* About this exercise
Go through the entries, filter for the word "AdapterFactory", and copy every line that has it.
━━━━━ Dataset records ━━━━━
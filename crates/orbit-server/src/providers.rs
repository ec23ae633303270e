//! Registers the directly-managed, non-default providers with the
//! registry: the ACP-speaking agents (e.g. Copilot in ACP mode) via
//! [`orbit_adapters::AcpAdapter`], and HTTP/SSE agents (e.g. a
//! Claude-style backend) via [`orbit_adapters::HttpAdapter`] (§2
//! component table). Codex app-server is reached through `/ws/anchor`
//! instead, so it is never registered here (§4.3 "treat the anchor as a
//! privileged adapter with no subprocess ownership in-process").
//!
//! Neither adapter is the registry's "default" in `orbit-registry`'s
//! sense — both stay off unless `providers.<id>.enabled` is explicitly
//! `true` (§4.4a).

use std::collections::HashMap;
use std::sync::Arc;

use orbit_adapters::{AcpAdapter, AcpAdapterConfig, HttpAdapter, HttpAdapterConfig, ProviderAdapter};
use orbit_core::{ProviderCapabilities, ReliabilityCounters};
use orbit_registry::Registry;
use orbit_relay::ProviderConfig;
use serde_json::Value;

/// Provider id for the ACP-speaking agent, matching the `copilot-acp:xyz`
/// thread id example in §8's capability-gate scenario.
pub const COPILOT_PROVIDER_ID: &str = "copilot-acp";

/// Provider id for the HTTP/SSE-speaking agent.
pub const CLAUDE_PROVIDER_ID: &str = "claude";

fn acp_capabilities() -> ProviderCapabilities {
    ProviderCapabilities { list_sessions: true, open_session: true, send_prompt: true, streaming: true, attachments: true, approvals: true, multi_turn: true, filtering: false, pagination: false }
}

fn http_capabilities() -> ProviderCapabilities {
    ProviderCapabilities { list_sessions: true, open_session: true, send_prompt: true, streaming: true, attachments: false, approvals: false, multi_turn: true, filtering: false, pagination: true }
}

/// Register the known provider ids against `registry`, each as an opt-in
/// (non-default) adapter. `start_all` (called by the caller afterward)
/// decides which ones actually start based on `providers.<id>.enabled`.
/// `counters` is wired into each adapter's normalizer (and, for the ACP
/// adapter, its restart path) so `/admin/status` reflects their activity.
///
/// # Errors
///
/// Returns an error if a provider id was already registered (never
/// expected at startup, since this is the only place that registers
/// anything).
pub async fn register_all(registry: &Registry, providers: &HashMap<String, ProviderConfig>, counters: Arc<ReliabilityCounters>) -> anyhow::Result<()> {
    let copilot_config = providers.get(COPILOT_PROVIDER_ID).map(config_to_value).unwrap_or(Value::Null);
    registry.register(COPILOT_PROVIDER_ID, acp_factory(counters.clone()), copilot_config, false).await?;

    let claude_config = providers.get(CLAUDE_PROVIDER_ID).map(config_to_value).unwrap_or(Value::Null);
    registry.register(CLAUDE_PROVIDER_ID, http_factory(counters), claude_config, false).await?;

    Ok(())
}

fn config_to_value(config: &ProviderConfig) -> Value {
    serde_json::to_value(config).unwrap_or(Value::Null)
}

fn acp_factory(counters: Arc<ReliabilityCounters>) -> orbit_registry::AdapterFactory {
    Arc::new(move |config: &Value| {
        let command = config.get("executablePath").and_then(Value::as_str).unwrap_or("copilot").to_string();
        let adapter_config = AcpAdapterConfig {
            command,
            args: vec!["--acp".to_string()],
            env: api_key_env(config),
            working_dir: None,
            capabilities: acp_capabilities(),
        };
        Arc::new(AcpAdapter::new(COPILOT_PROVIDER_ID, adapter_config).with_counters(counters.clone())) as Arc<dyn ProviderAdapter>
    })
}

fn http_factory(counters: Arc<ReliabilityCounters>) -> orbit_registry::AdapterFactory {
    Arc::new(move |config: &Value| {
        let base_url = config.get("baseUrl").and_then(Value::as_str).unwrap_or("https://api.anthropic.com").to_string();
        let api_key = config.get("apiKey").and_then(Value::as_str).map(str::to_string);
        let adapter_config = HttpAdapterConfig { base_url, api_key, headers: HashMap::new(), capabilities: http_capabilities() };
        Arc::new(HttpAdapter::new(CLAUDE_PROVIDER_ID, adapter_config).with_counters(counters.clone())) as Arc<dyn ProviderAdapter>
    })
}

fn api_key_env(config: &Value) -> HashMap<String, String> {
    let mut env = HashMap::new();
    if let Some(key) = config.get("apiKey").and_then(Value::as_str) {
        env.insert("COPILOT_API_KEY".to_string(), key.to_string());
    }
    env
}

#[cfg(test)]
mod tests {
    use super::*;

    #[tokio::test]
    async fn registers_both_providers_disabled_by_default() {
        let registry = Registry::new();
        register_all(&registry, &HashMap::new(), Arc::new(ReliabilityCounters::new())).await.unwrap();

        let started = registry.start_all().await;
        assert!(started.is_empty());
    }

    #[tokio::test]
    async fn starts_a_provider_explicitly_enabled_in_config() {
        let registry = Registry::new();
        let mut providers = HashMap::new();
        providers.insert(CLAUDE_PROVIDER_ID.to_string(), ProviderConfig { enabled: true, executable_path: None, api_key: Some("sk-test".to_string()), model: None, timeout_secs: None });
        register_all(&registry, &providers, Arc::new(ReliabilityCounters::new())).await.unwrap();

        let started = registry.start_all().await;
        assert_eq!(started, vec![CLAUDE_PROVIDER_ID.to_string()]);
    }
}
━━━━━
* Response to this exercise
fn acp_factory(counters: Arc<ReliabilityCounters>) -> orbit_registry::AdapterFactory {
fn http_factory(counters: Arc<ReliabilityCounters>) -> orbit_registry::AdapterFactory {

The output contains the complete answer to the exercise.